Le général Taylor est modeste et pragmatique. Il montre également une grande humanité, aussi bien à l’égard de ses soldats que vis-à-vis de l’adversaire et de la population. Ainsi, il interdit tout pillage et exige le dédommagement des biens saisis quand nécessaire. Il parle peu, mais sans ambiguïté. Ses relations sont d’une grande simplicité. Enfin, il agit avec les moyens à sa disposition.
Le général Scott, pour sa part, a une haute opinion de lui-même. Il ne passe pas inaperçu et se déplace toujours avec une suite. Il exige qu’on lui rende les honneurs en toutes occasions. Il parle beaucoup, jusqu’à employer la troisième personne. Il demande sans cesse d’importants moyens ; et se plaint lorsqu’il ne les obtient pas. En outre, ses rapports avec ses subordonnés s’avèrent détestables.
3. Conclusion
‘Neither of these speculations is unreasonable, and they are mentioned to show how little men control their own destiny.’
« Aucune de ces spéculations n’est déraisonnable, et elles sont mentionnées pour montrer à quel point les hommes maîtrisent peu leur propre destin. » / Grant à propos de son propre parcours
A la fin de la guerre, les relations entre le général Scott et plusieurs de ses adjoints tournent mal : il met aux arrêts trois d’entre eux (les généraux Worth et Pillow ainsi que le colonel Duncan). Une commission d’enquête rend un avis défavorable et il se voit relevé de son commandement.
Logiquement le général Taylor obtient l’investiture chez les Whig.
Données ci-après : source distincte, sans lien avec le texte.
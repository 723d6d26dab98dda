//! Code generator errors: spec error kind 5, "emission".

use thiserror::Error;

#[derive(Debug, Error, Clone, PartialEq)]
pub enum EmitError {
    #[error("function '{name}' declares {count} locals, exceeding the fixed pool of {max}")]
    TooManyLocals { name: String, count: usize, max: usize },

    #[error("unknown operator in expression lowering: {op}")]
    UnknownOperator { op: String },

    #[error("array '{name}' size must be a literal known at emission time")]
    NonLiteralArraySize { name: String },

    #[error("'&' operand is not an addressable place")]
    InvalidAddressOfOperand,

    #[error("undefined variable '{name}' referenced during emission")]
    UndefinedVariable { name: String },

    #[error("undefined function '{name}' referenced during emission")]
    UndefinedFunction { name: String },

    #[error("register variable name must be r0..r31, found '{name}'")]
    InvalidRegisterName { name: String },

    #[error("builtin '{name}' expects {expected} argument(s), found {found}")]
    BuiltinArityMismatch {
        name: String,
        expected: usize,
        found: usize,
    },
}
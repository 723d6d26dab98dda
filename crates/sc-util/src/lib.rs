//! Shared foundation for the SC toolchain: source positions, diagnostics,
//! and identifier interning used by every other crate in the workspace.

pub mod diag;
pub mod index_vec;
pub mod span;
pub mod symbol;

pub use diag::{Diagnostic, Handler, Severity};
pub use index_vec::{Idx, IndexVec};
pub use span::{Pos, Span};
pub use symbol::{Interner, Symbol};
//! `sci` — the interpreter front end.
//!
//! Runs one `.sc` source file to completion through the tree-walking
//! interpreter and prints its return value.

use std::path::PathBuf;
use std::process::ExitCode;

use clap::Parser;
use sc_drv::{Config, Session};

/// Interprets an SC source file directly, without code generation.
#[derive(Parser, Debug)]
#[command(name = "sci")]
#[command(version = env!("CARGO_PKG_VERSION"))]
#[command(about = "Tree-walking interpreter for the SC language")]
struct Args {
    /// Source file to interpret
    source: PathBuf,

    /// Print the final register file and peripheral state after the
    /// program halts
    #[arg(long)]
    dump_registers: bool,

    /// Enable debug-level logging
    #[arg(short, long, env = "SC_VERBOSE")]
    verbose: bool,

    /// Path to an `sc.toml` config file, overriding the normal search path
    #[arg(long)]
    config: Option<PathBuf>,
}

fn main() -> ExitCode {
    let args = Args::parse();
    sc_cli::init_logging(args.verbose);

    let config = match args.config.as_deref().map(Config::load_from_path) {
        Some(Ok(config)) => config,
        Some(Err(err)) => {
            eprintln!("error: {err}");
            return ExitCode::from(sc_cli::EXIT_ERROR as u8);
        }
        None => Config::load().unwrap_or_default(),
    };

    let session = Session::new(config);
    match session.run_interpret(&args.source) {
        Ok(outcome) => {
            println!("{}", outcome.result);
            if args.dump_registers {
                for (i, value) in outcome.registers.iter().enumerate() {
                    println!("r{i} = {value}");
                }
            }
            ExitCode::from(sc_cli::EXIT_OK as u8)
        }
        Err(err) => {
            eprintln!("error: {err}");
            ExitCode::from(sc_cli::exit_code_for(&err) as u8)
        }
    }
}
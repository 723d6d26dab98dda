//! `scc` — the compiler front end.
//!
//! Lowers one `.sc` source file to ISA assembly text via the fixed-
//! register-allocation code generator, optionally running the result
//! through the out-of-scope external assembler and emulator.

use std::path::PathBuf;
use std::process::{Command, ExitCode};

use clap::Parser;
use sc_drv::{Config, Session};

/// Compiles an SC source file to ISA assembly.
#[derive(Parser, Debug)]
#[command(name = "scc")]
#[command(version = env!("CARGO_PKG_VERSION"))]
#[command(about = "Fixed-register-allocation code generator for the SC language")]
struct Args {
    /// Source file to compile
    source: PathBuf,

    /// Output assembly path (default: stdout)
    output: Option<PathBuf>,

    /// Assemble and run the emitted program through the external tools
    #[arg(long)]
    run: bool,

    /// Print the token stream to stderr and exit before parsing
    #[arg(long)]
    emit_tokens: bool,

    /// Print the parsed AST to stderr and exit before code generation
    #[arg(long)]
    emit_ast: bool,

    /// Enable debug-level logging
    #[arg(short, long, env = "SC_VERBOSE")]
    verbose: bool,

    /// Path to an `sc.toml` config file, overriding the normal search path
    #[arg(long)]
    config: Option<PathBuf>,
}

fn main() -> ExitCode {
    let args = Args::parse();
    sc_cli::init_logging(args.verbose);

    let config = match args.config.as_deref().map(Config::load_from_path) {
        Some(Ok(config)) => config,
        Some(Err(err)) => {
            eprintln!("error: {err}");
            return ExitCode::from(sc_cli::EXIT_ERROR as u8);
        }
        None => Config::load().unwrap_or_default(),
    };

    let session = Session::new(config);

    if args.emit_tokens {
        return match sc_lex::lex_file(&args.source) {
            Ok(tokens) => {
                eprintln!("{tokens:#?}");
                ExitCode::from(sc_cli::EXIT_OK as u8)
            }
            Err(err) => {
                eprintln!("error: {err}");
                ExitCode::from(sc_cli::EXIT_ERROR as u8)
            }
        };
    }

    if args.emit_ast {
        return match session.load_program(&args.source) {
            Ok(program) => {
                eprintln!("{program:#?}");
                ExitCode::from(sc_cli::EXIT_OK as u8)
            }
            Err(err) => {
                eprintln!("error: {err}");
                ExitCode::from(sc_cli::exit_code_for(&err) as u8)
            }
        };
    }

    let asm = match session.run_compile(&args.source) {
        Ok(asm) => asm,
        Err(err) => {
            eprintln!("error: {err}");
            return ExitCode::from(sc_cli::exit_code_for(&err) as u8);
        }
    };

    let output_path = args
        .output
        .clone()
        .unwrap_or_else(|| args.source.with_extension("asm"));

    if args.output.is_some() || args.run {
        if let Err(err) = std::fs::write(&output_path, &asm) {
            eprintln!("error: {}: {err}", output_path.display());
            return ExitCode::from(sc_cli::EXIT_ERROR as u8);
        }
    } else {
        println!("{asm}");
    }

    if !args.run {
        return ExitCode::from(sc_cli::EXIT_OK as u8);
    }

    let binary_path = output_path.with_extension("bin");
    let mut assemble = Command::new(&session.config.assembler_cmd);
    assemble.arg(&output_path).arg("-o").arg(&binary_path);
    if let Err(err) = session.run_tool(&session.config.assembler_cmd, &mut assemble) {
        eprintln!("error: {err}");
        return ExitCode::from(sc_cli::exit_code_for(&err) as u8);
    }

    let mut emulate = Command::new(&session.config.emulator_cmd);
    emulate
        .arg(&binary_path)
        .arg("--baud")
        .arg(session.config.default_uart_baud.to_string());
    match session.run_tool(&session.config.emulator_cmd, &mut emulate) {
        Ok(output) => {
            print!("{output}");
            ExitCode::from(sc_cli::EXIT_OK as u8)
        }
        Err(err) => {
            eprintln!("error: {err}");
            ExitCode::from(sc_cli::exit_code_for(&err) as u8)
        }
    }
}
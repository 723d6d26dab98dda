//! `sc.toml` project configuration: CLI flags always take precedence over
//! a loaded file, which takes precedence over the built-in defaults below.

use std::path::{Path, PathBuf};

use dirs::{config_dir, home_dir};
use serde::{Deserialize, Serialize};

use crate::error::PipelineError;

pub const CONFIG_FILE_NAME: &str = "sc.toml";

fn default_isa_header() -> String {
    "isa.inc".to_string()
}

fn default_output_dir() -> String {
    ".".to_string()
}

fn default_timeout_ms() -> u64 {
    5_000
}

fn default_uart_baud() -> u32 {
    9_600
}

fn default_assembler_cmd() -> String {
    "sc-asm".to_string()
}

fn default_emulator_cmd() -> String {
    "sc-emu".to_string()
}

/// Project-level defaults; CLI flags always take precedence over these,
/// which in turn take precedence over the built-in defaults below.
#[derive(Debug, Clone, Serialize, Deserialize, PartialEq)]
pub struct Config {
    /// Path to the ISA header `include`d at the top of emitted assembly.
    #[serde(default = "default_isa_header")]
    pub isa_header: String,

    /// Default directory written assembly/artifacts land in.
    #[serde(default = "default_output_dir")]
    pub output_dir: String,

    /// How long to wait for the external assembler/emulator before killing
    /// it and reporting exit code 124.
    #[serde(default = "default_timeout_ms")]
    pub tool_timeout_ms: u64,

    /// Default UART baud rate used by `scc --run` before the program calls
    /// `uart_set_baud`.
    #[serde(default = "default_uart_baud")]
    pub default_uart_baud: u32,

    /// External assembler invoked by `scc --run` before the emulator.
    #[serde(default = "default_assembler_cmd")]
    pub assembler_cmd: String,

    /// External emulator invoked by `scc --run` on the assembler's output.
    #[serde(default = "default_emulator_cmd")]
    pub emulator_cmd: String,
}

impl Default for Config {
    fn default() -> Self {
        Config {
            isa_header: default_isa_header(),
            output_dir: default_output_dir(),
            tool_timeout_ms: default_timeout_ms(),
            default_uart_baud: default_uart_baud(),
            assembler_cmd: default_assembler_cmd(),
            emulator_cmd: default_emulator_cmd(),
        }
    }
}

impl Config {
    /// Searches, in order, the current directory, `$HOME/.config/sc/`, and
    /// the platform config directory; falls back to [`Config::default`] if
    /// none has an `sc.toml`.
    pub fn load() -> Result<Self, PipelineError> {
        match Self::find_config_file() {
            Some(path) => Self::load_from_path(&path),
            None => Ok(Self::default()),
        }
    }

    pub fn load_from_path(path: &Path) -> Result<Self, PipelineError> {
        let content = std::fs::read_to_string(path)
            .map_err(|e| PipelineError::Io(path.to_path_buf(), e))?;
        toml::from_str(&content).map_err(|e| PipelineError::Config(path.to_path_buf(), e))
    }

    fn check_current_dir_config() -> Option<PathBuf> {
        let path = PathBuf::from(CONFIG_FILE_NAME);
        path.exists().then_some(path)
    }

    fn check_home_config() -> Option<PathBuf> {
        home_dir()
            .map(|dir| dir.join(".config").join("sc").join(CONFIG_FILE_NAME))
            .filter(|path| path.exists())
    }

    fn check_system_config() -> Option<PathBuf> {
        config_dir()
            .map(|dir| dir.join("sc").join(CONFIG_FILE_NAME))
            .filter(|path| path.exists())
    }

    fn find_config_file() -> Option<PathBuf> {
        Self::check_current_dir_config()
            .or_else(Self::check_home_config)
            .or_else(Self::check_system_config)
    }
}

#[cfg(test)]
mod tests {
    use super::*;
    use tempfile::TempDir;

    #[test]
    fn default_config_has_sane_fallbacks() {
        let config = Config::default();
        assert_eq!(config.isa_header, "isa.inc");
        assert_eq!(config.tool_timeout_ms, 5_000);
        assert_eq!(config.default_uart_baud, 9_600);
    }

    #[test]
    fn load_from_path_reads_partial_overrides() {
        let dir = TempDir::new().unwrap();
        let path = dir.path().join("sc.toml");
        std::fs::write(&path, "tool_timeout_ms = 1500\n").unwrap();
        let config = Config::load_from_path(&path).unwrap();
        assert_eq!(config.tool_timeout_ms, 1500);
        assert_eq!(config.isa_header, "isa.inc");
    }

    #[test]
    fn load_from_missing_path_is_an_error() {
        let result = Config::load_from_path(Path::new("/nonexistent/sc.toml"));
        assert!(result.is_err());
    }
}
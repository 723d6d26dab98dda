//! Top-level item parsing: global declarations and function definitions.

use crate::ast::{ArrayDecl, FunctionDef, GlobalDecl, PointerDecl, Program, Ty, VarDecl};
use crate::bp;
use crate::error::ParseError;
use crate::parser::Parser;
use sc_lex::TokenKind;

impl<'a> Parser<'a> {
    pub fn parse_program(&mut self) -> Result<Program, ParseError> {
        let mut program = Program::default();
        while !self.at_eof() {
            if self.check(TokenKind::Function) || self.check(TokenKind::Interrupt) {
                program.functions.push(self.parse_function()?);
            } else {
                program.globals.push(self.parse_global_decl()?);
            }
        }
        Ok(program)
    }

    fn parse_function(&mut self) -> Result<FunctionDef, ParseError> {
        let span = self.span_here();
        let is_interrupt = self.eat(TokenKind::Interrupt);
        self.expect(TokenKind::Function, "'function'")?;
        let name_tok = self.expect(TokenKind::Identifier, "a function name")?;
        let name = self.intern(&name_tok.text);

        self.expect(TokenKind::LParen, "'('")?;
        let mut params = Vec::new();
        if !self.check(TokenKind::RParen) {
            loop {
                let param_tok = self.expect(TokenKind::Identifier, "a parameter name")?;
                params.push(self.intern(&param_tok.text));
                if !self.eat(TokenKind::Comma) {
                    break;
                }
            }
        }
        self.expect(TokenKind::RParen, "')'")?;

        let body = self.parse_block()?;

        Ok(FunctionDef {
            name,
            params,
            body,
            is_interrupt,
            span,
        })
    }

    /// Globals share the declaration grammar used for locals but are parsed
    /// directly into `GlobalDecl` rather than wrapped in a `Stmt`, since a
    /// global isn't part of any function's statement list.
    fn parse_global_decl(&mut self) -> Result<GlobalDecl, ParseError> {
        let mut is_register = false;
        let mut is_volatile = false;
        loop {
            match self.peek_kind() {
                TokenKind::Register => {
                    is_register = true;
                    self.advance();
                }
                TokenKind::Volatile => {
                    is_volatile = true;
                    self.advance();
                }
                _ => break,
            }
        }

        let ty = match self.peek_kind() {
            TokenKind::Uint32 => Ty::Uint32,
            TokenKind::Int32 => Ty::Int32,
            _ => {
                return Err(ParseError::UnexpectedToken {
                    expected: "'uint32', 'int32', or 'function'".to_string(),
                    found: self.peek_kind(),
                    span: self.span_here(),
                })
            }
        };
        self.advance();

        let is_pointer = self.eat(TokenKind::Star);
        let name_tok = self.expect(TokenKind::Identifier, "an identifier")?;
        let name = self.intern(&name_tok.text);

        let decl = if is_pointer {
            let init = if self.eat(TokenKind::Eq) {
                Some(self.parse_expr(bp::MIN)?)
            } else {
                None
            };
            GlobalDecl::Pointer(PointerDecl { name, init })
        } else if self.eat(TokenKind::LBracket) {
            let span = self.span_here();
            let size_tok = self.expect(TokenKind::IntLiteral, "an array size")?;
            let size: u32 = size_tok
                .text
                .parse()
                .map_err(|_| ParseError::InvalidArraySize { span: span.clone() })?;
            if size == 0 {
                return Err(ParseError::InvalidArraySize { span });
            }
            self.expect(TokenKind::RBracket, "']'")?;
            let init = if self.eat(TokenKind::Eq) {
                self.expect(TokenKind::LBrace, "'{'")?;
                let mut values = Vec::new();
                if !self.check(TokenKind::RBrace) {
                    loop {
                        values.push(self.parse_expr(bp::MIN)?);
                        if !self.eat(TokenKind::Comma) {
                            break;
                        }
                    }
                }
                self.expect(TokenKind::RBrace, "'}'")?;
                Some(values)
            } else {
                None
            };
            GlobalDecl::Array(ArrayDecl { name, size, init })
        } else {
            let register_num = if is_register {
                name_tok
                    .text
                    .strip_prefix('r')
                    .and_then(|d| d.parse::<u32>().ok())
                    .filter(|n| *n <= 31)
                    .map(|n| n as u8)
            } else {
                None
            };
            let init = if self.eat(TokenKind::Eq) {
                Some(self.parse_expr(bp::MIN)?)
            } else {
                None
            };
            GlobalDecl::Var(VarDecl {
                name,
                ty,
                is_register,
                is_volatile,
                register_num,
                init,
            })
        };

        self.expect(TokenKind::Semicolon, "';'")?;
        Ok(decl)
    }
}
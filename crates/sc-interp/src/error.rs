//! Runtime errors: spec error kind 4, "semantic/runtime (interpreter)".

use sc_util::Span;
use thiserror::Error;

#[derive(Debug, Error, Clone, PartialEq)]
pub enum RuntimeError {
    #[error("program has no 'main' function")]
    MissingMain,

    #[error("'{name}' expects {expected} argument(s), got {found}")]
    ArgCountMismatch {
        name: String,
        expected: usize,
        found: usize,
    },

    #[error("{span}: undefined variable '{name}'")]
    UndefinedVariable { name: String, span: Span },

    #[error("{span}: undefined function '{name}'")]
    UndefinedFunction { name: String, span: Span },

    #[error("{span}: division by zero")]
    DivByZero { span: Span },

    #[error("{span}: modulo by zero")]
    ModByZero { span: Span },

    #[error("r31 is the instruction pointer and cannot be written at runtime")]
    R31Write,

    #[error("{span}: index {index} out of bounds for array '{name}' of size {size}")]
    ArrayOutOfBounds {
        name: String,
        index: u32,
        size: u32,
        span: Span,
    },

    #[error("{span}: dereference of address {address:#x} does not refer to a known variable or array element")]
    InvalidDereference { address: u32, span: Span },

    #[error("{span}: address-of operand is not an addressable place")]
    NotAddressable { span: Span },

    #[error("{span}: GPIO pin {pin} accessed before gpio_set configured it")]
    UnconfiguredGpio { pin: u32, span: Span },

    #[error("'{name}' expects {expected} argument(s), got {found}")]
    BuiltinArityMismatch {
        name: String,
        expected: usize,
        found: usize,
    },
}
//! Lexical environment: an arena of scopes linked by parent index, plus the
//! process-wide address table that backs `&`/`*`. Scopes are never removed
//! from the arena once pushed — `exit_scope` just walks `current` back up
//! to the parent, mirroring a scope-chain rib tree rather than a stack.

use rustc_hash::FxHashMap;
use sc_par::ast::Ty;
use sc_util::{define_idx, IndexVec, Symbol};

define_idx!(ScopeId);

#[derive(Debug, Default)]
pub struct Scope {
    pub parent: Option<ScopeId>,
    scalars: FxHashMap<Symbol, u32>,
    arrays: FxHashMap<Symbol, Vec<u32>>,
    types: FxHashMap<Symbol, Ty>,
    addresses: FxHashMap<Symbol, u32>,
    array_base: FxHashMap<Symbol, u32>,
    registers: FxHashMap<Symbol, u8>,
}

/// What a memory address resolves to: a scalar cell or one element of an
/// array, both owned by some scope in the arena.
#[derive(Debug, Clone)]
enum AddrTarget {
    Scalar { scope: ScopeId, name: Symbol },
    ArrayElem { scope: ScopeId, name: Symbol, index: u32 },
}

pub struct Environment {
    scopes: IndexVec<ScopeId, Scope>,
    current: ScopeId,
    global: ScopeId,
    addr_table: FxHashMap<u32, AddrTarget>,
    next_addr: u32,
}

impl Environment {
    pub fn new() -> Self {
        let mut scopes = IndexVec::new();
        let global = scopes.push(Scope::default());
        Environment {
            scopes,
            current: global,
            global,
            addr_table: FxHashMap::default(),
            next_addr: 1,
        }
    }

    pub fn global_scope(&self) -> ScopeId {
        self.global
    }

    pub fn current_scope(&self) -> ScopeId {
        self.current
    }

    /// Pushes a new scope parented to `parent` and makes it current.
    pub fn enter_scope(&mut self, parent: ScopeId) -> ScopeId {
        let id = self.scopes.push(Scope {
            parent: Some(parent),
            ..Scope::default()
        });
        self.current = id;
        id
    }

    /// Returns to the parent of the current scope. A no-op at the global
    /// scope (callers are expected not to call this past the root).
    pub fn exit_scope(&mut self) {
        if let Some(parent) = self.scopes[self.current].parent {
            self.current = parent;
        }
    }

    pub fn set_current(&mut self, scope: ScopeId) {
        self.current = scope;
    }

    pub fn declare_scalar(&mut self, name: Symbol, ty: Ty, value: u32, register_num: Option<u8>) {
        let scope = &mut self.scopes[self.current];
        scope.types.insert(name.clone(), ty);
        scope.scalars.insert(name.clone(), value);
        if let Some(r) = register_num {
            scope.registers.insert(name, r);
        }
    }

    pub fn declare_array(&mut self, name: Symbol, values: Vec<u32>) {
        let scope = &mut self.scopes[self.current];
        scope.arrays.insert(name, values);
    }

    fn find_scalar_owner(&self, name: &Symbol) -> Option<ScopeId> {
        let mut id = self.current;
        loop {
            if self.scopes[id].scalars.contains_key(name) {
                return Some(id);
            }
            match self.scopes[id].parent {
                Some(parent) => id = parent,
                None => return None,
            }
        }
    }

    fn find_array_owner(&self, name: &Symbol) -> Option<ScopeId> {
        let mut id = self.current;
        loop {
            if self.scopes[id].arrays.contains_key(name) {
                return Some(id);
            }
            match self.scopes[id].parent {
                Some(parent) => id = parent,
                None => return None,
            }
        }
    }

    pub fn lookup_scalar(&self, name: &Symbol) -> Option<(u32, Ty)> {
        let owner = self.find_scalar_owner(name)?;
        let scope = &self.scopes[owner];
        Some((scope.scalars[name], scope.types[name]))
    }

    pub fn lookup_register_num(&self, name: &Symbol) -> Option<u8> {
        let owner = self.find_scalar_owner(name)?;
        self.scopes[owner].registers.get(name).copied()
    }

    pub fn assign_scalar(&mut self, name: &Symbol, bits: u32) -> Option<Ty> {
        let owner = self.find_scalar_owner(name)?;
        let scope = &mut self.scopes[owner];
        scope.scalars.insert(name.clone(), bits);
        Some(scope.types[name])
    }

    pub fn array_len(&self, name: &Symbol) -> Option<u32> {
        let owner = self.find_array_owner(name)?;
        Some(self.scopes[owner].arrays[name].len() as u32)
    }

    pub fn array_get(&self, name: &Symbol, index: u32) -> Option<u32> {
        let owner = self.find_array_owner(name)?;
        self.scopes[owner].arrays[name].get(index as usize).copied()
    }

    pub fn array_set(&mut self, name: &Symbol, index: u32, value: u32) -> bool {
        match self.find_array_owner(name) {
            Some(owner) => {
                if let Some(slot) = self.scopes[owner]
                    .arrays
                    .get_mut(name)
                    .and_then(|v| v.get_mut(index as usize))
                {
                    *slot = value;
                    true
                } else {
                    false
                }
            }
            None => false,
        }
    }

    /// Lazily allocates (on first address-of) and returns the address of a
    /// scalar variable.
    pub fn address_of_scalar(&mut self, name: &Symbol) -> Option<u32> {
        let owner = self.find_scalar_owner(name)?;
        if let Some(&addr) = self.scopes[owner].addresses.get(name) {
            return Some(addr);
        }
        let addr = self.next_addr;
        self.next_addr += 1;
        self.scopes[owner].addresses.insert(name.clone(), addr);
        self.addr_table.insert(
            addr,
            AddrTarget::Scalar {
                scope: owner,
                name: name.clone(),
            },
        );
        Some(addr)
    }

    /// Lazily allocates the base address of an entire array (one cell per
    /// element) and returns the address of `index` within it.
    pub fn address_of_array_elem(&mut self, name: &Symbol, index: u32) -> Option<u32> {
        let owner = self.find_array_owner(name)?;
        let len = self.scopes[owner].arrays[name].len() as u32;
        let base = if let Some(&base) = self.scopes[owner].array_base.get(name) {
            base
        } else {
            let base = self.next_addr;
            self.next_addr += len;
            self.scopes[owner].array_base.insert(name.clone(), base);
            for i in 0..len {
                self.addr_table.insert(
                    base + i,
                    AddrTarget::ArrayElem {
                        scope: owner,
                        name: name.clone(),
                        index: i,
                    },
                );
            }
            base
        };
        Some(base + index)
    }

    pub fn deref_read(&self, address: u32) -> Option<u32> {
        match self.addr_table.get(&address)? {
            AddrTarget::Scalar { scope, name } => self.scopes[*scope].scalars.get(name).copied(),
            AddrTarget::ArrayElem { scope, name, index } => {
                self.scopes[*scope].arrays.get(name)?.get(*index as usize).copied()
            }
        }
    }

    pub fn deref_write(&mut self, address: u32, value: u32) -> bool {
        match self.addr_table.get(&address).cloned() {
            Some(AddrTarget::Scalar { scope, name }) => {
                self.scopes[scope].scalars.insert(name, value);
                true
            }
            Some(AddrTarget::ArrayElem { scope, name, index }) => {
                if let Some(slot) = self.scopes[scope]
                    .arrays
                    .get_mut(&name)
                    .and_then(|v| v.get_mut(index as usize))
                {
                    *slot = value;
                    true
                } else {
                    false
                }
            }
            None => false,
        }
    }
}

impl Default for Environment {
    fn default() -> Self {
        Self::new()
    }
}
Il remporte l’élection présidentielle en 1848. Pour décéder en 1850.
En 1852, Scott tente de nouveau sa chance. Mais il subit une sévère défaite. Ce qui sonne le glas du parti Whig.
Donc
Rien n’est écrit.
Des victoires, c’est bien. Mais cela ne suffit pas toujours pour garantir le succès à long terme.
Avoir de bons rapports avec son entourage ne suffit pas toujours. Mais les mauvaises relations s’avèrent souvent, tôt ou tard, contreproductives.
Pour aller plus loin
Sur la guerre du Mexique de 1846 à 1848 :
‘So far from God – The U.S. War with Mexico 1846-1848’, John S. D. Eisenhower, University of Oklahoma Press Norman (2000)
Sur la naissance du Texas :
‘Three roads to the Alamo – The lives and fortunes of David Crockett, James Bowie, and William Barret Travis’, William C. Davis, First HarperPerennial Edition (1999)
Commentaire : couvre un demi siècle d’histoire et met à mal le mythe. Vous ne regarderez plus le film « Alamo » (1960) avec les mêmes yeux.